Why Hereditary Actually IS The Scariest Movie Of 2018.
In Call of Cthulhu, the infamously terrifying roleplaying game, the players are usually giggling nonstop. It’s not that they’re not scared – they are. But they are fully aware that this kindly old man is probably a cultist bent on their evisceration and this locked door to the abandoned basement should never be opened – but the characters they are playing do not know that.
So they giggle wildly as they tiptoe towards their inevitable destruction. It’s whistling past the graveyard, really. They’re locked in to a grim conclusion, and laugh manically because they know everything they do is doomed, that every paranoia they have is utterly justified, and yet they go through the motions because the true horror of Call of Cthulhu that sane people acting rationally will be ground to bits.
I thought I would never hear that laughter outside of a horror roleplaying game.
But last night, during the showing of Hereditary, the theater was awash in constant, unstoppable giggling as everyone realized that the family in this film was smart, and flawed, and acting on every bit of knowledge they had available to them, and these poor fuckers were still doomed, doomed, doomed.
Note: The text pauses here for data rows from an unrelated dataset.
//! bloccs (workspace facade crate).
//!
//! Re-exports the workspace crates under one name so binaries, tests and
//! benches can use `bloccs::{core, event, game, types}`.

pub use bloccs_core as core;
pub use bloccs_event as event;
pub use bloccs_game as game;
pub use bloccs_types as types;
The problem in describing Hereditary is that “scary” is the only positive word we can associate with a horror movie. The true description of Hereditary is “dread full,” because there’s not much in Hereditary that’s jumping out at you. It traffics in dread, that soaking sensation that something bad is going to happen and you don’t quite know what but when it arrives it’s going to be worse than what you thought it would be, and goddamn if it isn’t.
Because Hereditary is actually a slow drama, one that focuses on what happens when a family unravels due to the weight of death. There are long, aching moments where you wish for zombies, because honestly a good solid monster scare would be preferable to watching everyone quietly blame each other. And unlike some horror movies, which have long slow shots only so you can scan the background for creepy stuff in the background, Hereditary has long slow shots where it will not let you look away from someone’s pain, where they’re trapped in grief that they will never escape because death is permanent, and so when the creepy stuff comes in it is genuine and earned.
I thought I knew where Hereditary was going, but those plans flew out the window early on, and from then on I was with the audience. Giggling. Braced for impact. And then the impacts came, and kept coming, and kept coming, and maybe the ending went on a bit too long but when I thought about it – and I did think about the ending, I couldn’t stop thinking about it – it all fit together.
Hereditary isn’t perfect. But it does one thing perfectly – dread. That sick anticipation of knowing that bad things are about to happen, and maybe they won’t, or maybe they’ll be even worse.
They’ll be worse.
That’s Hereditary.
That’s . . . interesting. I guess I can sort of appreciate the technical skill of doing that, from a distance, but I can’t possibly imagine wanting to experience more dread than I get from real life.
But then again, I don’t care for horror movies in general, either.